A downside to infrared images is that they have trouble picking up clouds with warm tops. Visible satellite images clearly show fog, but infrared images often do not because temperatures at the tops of the fog are relatively warm compared to other clouds.
The third type of satellite image is a water vapor image. A water vapor image is a specific type of infrared image, but whereas the infrared image I described above primarily measures wavelengths in the 10-12 micrometer range, water vapor sensors on satellites measure wavelengths in the 6.5-6.9 micrometer range. Water vapor is transparent at wavelengths longer than this and on visible satellites, so that is why it doesn’t show up on the previous two satellite images. A water vapor image is used to detect the amount of water vapor in the atmosphere.
Water vapor imagery is my favorite type of imagery because it can tell us the general flow of the atmosphere, specifically the 300-600 mb level of the troposphere which is a key region for storm growth and formation. Water vapor is always present, so you can see areas where the air is dry and areas where it is humid.
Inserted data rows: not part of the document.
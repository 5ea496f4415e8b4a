//! JSON endpoint for the aggregated reward points.

use axum::{
    Json,
    extract::State,
    response::{IntoResponse, Response},
};

use crate::{reward_points::load_reward_points, source::TransactionSource};

/// Respond with the reward points for every customer as JSON.
///
/// The body has the shape `{"customers": [...], "skipped": [...]}`. Errors are
/// returned as `{"error": "..."}` with a matching status code.
pub async fn get_reward_points_json(State(source): State<TransactionSource>) -> Response {
    match load_reward_points(&source).await {
        Ok(reward_points) => Json(reward_points).into_response(),
        Err(error) => error.into_json_response(),
    }
}
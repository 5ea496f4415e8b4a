//! Defines the error page and the route handler for the internal server error page.
use axum::{
    http::StatusCode,
    response::{Html, IntoResponse, Response},
};

use crate::html::error_view;

pub struct ErrorPage<'a> {
    pub status_code: StatusCode,
    pub description: &'a str,
    pub fix: &'a str,
}

impl Default for ErrorPage<'_> {
    fn default() -> Self {
        Self {
            status_code: StatusCode::INTERNAL_SERVER_ERROR,
            description: "Sorry, something went wrong.",
            fix: "Try again later or check the server logs",
        }
    }
}

impl ErrorPage<'_> {
    pub fn into_html(self) -> Html<String> {
        let title = self
            .status_code
            .canonical_reason()
            .unwrap_or("Internal Server Error");

        let header = self.status_code.as_str();

        Html(error_view(title, header, self.description, self.fix).into_string())
    }
}

impl IntoResponse for ErrorPage<'_> {
    fn into_response(self) -> Response {
        (self.status_code, self.into_html()).into_response()
    }
}

pub async fn get_internal_server_error_page() -> Response {
    ErrorPage::default().into_response()
}
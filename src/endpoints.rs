//! The API endpoints URIs.

/// The root route which redirects to the reward points page.
pub const ROOT: &str = "/";
/// The page showing each customer's reward points.
pub const REWARD_POINTS_VIEW: &str = "/reward_points";
/// The page to display when an internal server error occurs.
pub const INTERNAL_ERROR_VIEW: &str = "/error";

/// The route for the aggregated reward points as JSON.
pub const REWARD_POINTS_API: &str = "/api/reward_points";
/// The route serving the raw transactions from the local data file.
pub const TRANSACTIONS_FEED: &str = "/rewards";
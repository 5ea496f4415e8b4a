//! Application router configuration.

use axum::{Router, middleware, response::Redirect, routing::get};

use crate::{
    AppState, endpoints,
    error_page::get_internal_server_error_page,
    feed::get_transactions_feed,
    logging::logging_middleware,
    not_found::get_404_not_found,
    reward_points::{get_reward_points_json, get_reward_points_page},
};

/// Return a router with all the app's routes.
pub fn build_router(state: AppState) -> Router {
    Router::new()
        .route(endpoints::ROOT, get(get_index_page))
        .route(endpoints::REWARD_POINTS_VIEW, get(get_reward_points_page))
        .route(endpoints::REWARD_POINTS_API, get(get_reward_points_json))
        .route(endpoints::TRANSACTIONS_FEED, get(get_transactions_feed))
        .route(
            endpoints::INTERNAL_ERROR_VIEW,
            get(get_internal_server_error_page),
        )
        .fallback(get_404_not_found)
        .layer(middleware::from_fn(logging_middleware))
        .with_state(state)
}

/// The root path '/' redirects to the reward points page.
async fn get_index_page() -> Redirect {
    Redirect::to(endpoints::REWARD_POINTS_VIEW)
}

#[cfg(test)]
mod root_route_tests {
    use axum::{http::StatusCode, response::IntoResponse};

    use crate::{endpoints, routing::get_index_page};

    #[tokio::test]
    async fn root_redirects_to_reward_points() {
        let response = get_index_page().await.into_response();
        assert_eq!(response.status(), StatusCode::SEE_OTHER);

        let location = response.headers().get("location").unwrap();
        assert_eq!(location, endpoints::REWARD_POINTS_VIEW);
    }
}
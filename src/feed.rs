//! Serves the raw transactions from the local data file as a JSON feed.
//!
//! This lets the server stand in for the transaction feed itself when it is
//! started with a data file.

use axum::{
    Json,
    extract::State,
    response::{IntoResponse, Response},
};

use crate::{Error, source::TransactionSource};

/// Respond with the data file's transactions as a JSON array.
///
/// Transactions are passed through unvalidated. Responds with 404 when the
/// server fetches its transactions over HTTP, since there is no local data
/// to serve.
pub async fn get_transactions_feed(
    State(source): State<TransactionSource>,
) -> Result<Response, Error> {
    if !source.is_file() {
        return Err(Error::NotFound);
    }

    let records = source
        .fetch()
        .await
        .inspect_err(|error| tracing::error!("could not read transaction feed: {error}"))?;

    Ok(Json(records).into_response())
}

#[cfg(test)]
mod tests {
    use axum::{Router, http::StatusCode, routing::get};
    use axum_test::TestServer;

    use crate::{endpoints, source::TransactionSource};

    use super::get_transactions_feed;

    fn get_test_server(source: TransactionSource) -> TestServer {
        let app = Router::new()
            .route(endpoints::TRANSACTIONS_FEED, get(get_transactions_feed))
            .with_state(source);

        TestServer::try_new(app).expect("Could not create test server.")
    }

    #[tokio::test]
    async fn serves_data_file_as_json() {
        let path = std::env::temp_dir().join(format!(
            "reward_points_feed_{}.csv",
            std::process::id()
        ));
        std::fs::write(
            &path,
            "name,customerId,amount,transactionDate\nA,1,120,2024-01-15\nB,2,,2024-01-20\n",
        )
        .unwrap();
        let server = get_test_server(TransactionSource::file(&path));

        let response = server.get(endpoints::TRANSACTIONS_FEED).await;

        response.assert_status_ok();
        response.assert_json(&serde_json::json!([
            {"name": "A", "customerId": 1, "amount": 120.0, "transactionDate": "2024-01-15"},
            {"name": "B", "customerId": 2, "transactionDate": "2024-01-20"}
        ]));
        std::fs::remove_file(path).unwrap();
    }

    #[tokio::test]
    async fn not_found_without_data_file() {
        let server = get_test_server(TransactionSource::http("http://127.0.0.1:9/rewards"));

        server
            .get(endpoints::TRANSACTIONS_FEED)
            .await
            .assert_status(StatusCode::NOT_FOUND);
    }
}
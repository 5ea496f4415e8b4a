//! Reward points module
//!
//! Provides the page showing each customer's reward points with their monthly
//! history, and the same data as JSON.

mod api;
mod handlers;
mod tables;

use serde::Serialize;

use crate::{
    Error,
    aggregation::{CustomerSummary, aggregate},
    source::TransactionSource,
    transaction::{InvalidRecord, RawTransaction, ValidationResult, validate_transactions},
};

pub use api::get_reward_points_json;
pub use handlers::get_reward_points_page;

/// The reward points for every customer in the transaction feed.
#[derive(Debug, Default, PartialEq, Serialize)]
pub struct RewardPoints {
    /// One summary per customer, in the order customers first appear in the feed.
    pub customers: Vec<CustomerSummary>,
    /// The records that were left out because they failed validation.
    pub skipped: Vec<InvalidRecord>,
}

impl RewardPoints {
    /// Validate `records` and aggregate the valid ones per customer and month.
    pub fn from_records(records: Vec<RawTransaction>) -> Self {
        let ValidationResult {
            transactions,
            skipped,
        } = validate_transactions(records);

        Self {
            customers: aggregate(&transactions),
            skipped,
        }
    }

    /// Whether the feed had no records at all.
    pub fn is_empty(&self) -> bool {
        self.customers.is_empty() && self.skipped.is_empty()
    }
}

/// Fetch the transactions from `source` and calculate the reward points.
///
/// # Errors
/// Returns an error if the transactions cannot be fetched, see
/// [TransactionSource::fetch].
async fn load_reward_points(source: &TransactionSource) -> Result<RewardPoints, Error> {
    let records = source
        .fetch()
        .await
        .inspect_err(|error| tracing::error!("could not fetch transactions: {error}"))?;

    let reward_points = RewardPoints::from_records(records);

    tracing::debug!(
        "Calculated reward points for {} customers, skipped {} records",
        reward_points.customers.len(),
        reward_points.skipped.len()
    );

    Ok(reward_points)
}

#[cfg(test)]
mod tests {
    use crate::transaction::{CustomerId, InvalidReason, RawTransaction};

    use super::RewardPoints;

    fn raw(name: &str, customer_id: i64, amount: Option<f64>, date: &str) -> RawTransaction {
        RawTransaction {
            name: name.to_owned(),
            customer_id: CustomerId::Number(customer_id),
            amount,
            transaction_date: date.to_owned(),
        }
    }

    #[test]
    fn aggregates_valid_records_and_reports_invalid_ones() {
        let reward_points = RewardPoints::from_records(vec![
            raw("A", 1, Some(120.0), "2024-01-15"),
            raw("A", 1, Some(60.0), "2024-02-10"),
            raw("B", 2, Some(30.0), "2024-01-20"),
            raw("C", 3, Some(500.0), "sometime"),
        ]);

        assert_eq!(reward_points.customers.len(), 2);
        assert_eq!(reward_points.customers[0].points, 140);
        assert_eq!(reward_points.customers[1].points, 0);
        assert_eq!(reward_points.skipped.len(), 1);
        assert_eq!(reward_points.skipped[0].index, 3);
        assert_eq!(
            reward_points.skipped[0].reason,
            InvalidReason::InvalidDate("sometime".to_owned())
        );
        assert!(!reward_points.is_empty());
    }

    #[test]
    fn empty_feed_is_empty() {
        let reward_points = RewardPoints::from_records(Vec::new());

        assert!(reward_points.is_empty());
        assert_eq!(reward_points, RewardPoints::default());
    }

    #[test]
    fn feed_with_only_invalid_records_is_not_empty() {
        let reward_points = RewardPoints::from_records(vec![raw("A", 1, None, "2024-01-15")]);

        assert!(reward_points.customers.is_empty());
        assert!(!reward_points.is_empty());
    }
}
In the picture above, red colors represent areas with low water vapor and green areas represent areas with high water vapor. Water vapor imagery is also very useful for determining where the center of low pressure in a specific storm is, as a storm undergoing cyclogenesis carves out a “dry slot” near the area of lowest pressure. I remember a storm back on October 18, 2007 that was poorly forecast and the center of low pressure was impossible to detect on infrared or visible imagery. The water vapor image, however, showed a clear dry slot, and this was used by the National Weather Service to determine where the low actually was.
One other note: there are only two satellites that the U.S. uses for most of these images: the two geostationary satellites that are located over the equator at a height of 36,000 km (GOES-West and GOES-East). There are also polar orbiting satellites, but I’ll touch on those in a later blog. There are not separate satellites for each image; each satellite has the capability of taking visible, infrared, water vapor, and a host of other satellite images.
Alright, now a perfectly seamless transition back to thundershowers. I’m pretty slick.
We get our thundershowers when we have have unstable air over the region (i.e. a large decrease in temperature with height). Most of our thundershowers occur during spring because the upper atmosphere is very cold and the increasing solar insolation due to higher sun angles heats up the lower part of the atmosphere. Some of you may be familiar with lapse rates… as air rises, it cools at a rate of 9.8 degrees Celsius per km if it is unsaturated and 6.5 degrees Celsius per km if it is unsaturated. If the environmental lapse rate (the change in temperature in height in the environment) is higher than either of these lapse rates, an air parcel that rises will cool at a slower rate than the environment around it, and it will continue to rise because warmer air is less dense. This is what is meant by instability – the tendency for air parcels to rise.
We’ll see if we get any thunderstorms tomorrow. It’s kind of a crap-shoot, so don’t get mad at me if I’m wrong. In case you haven’t noticed, that happens a lot.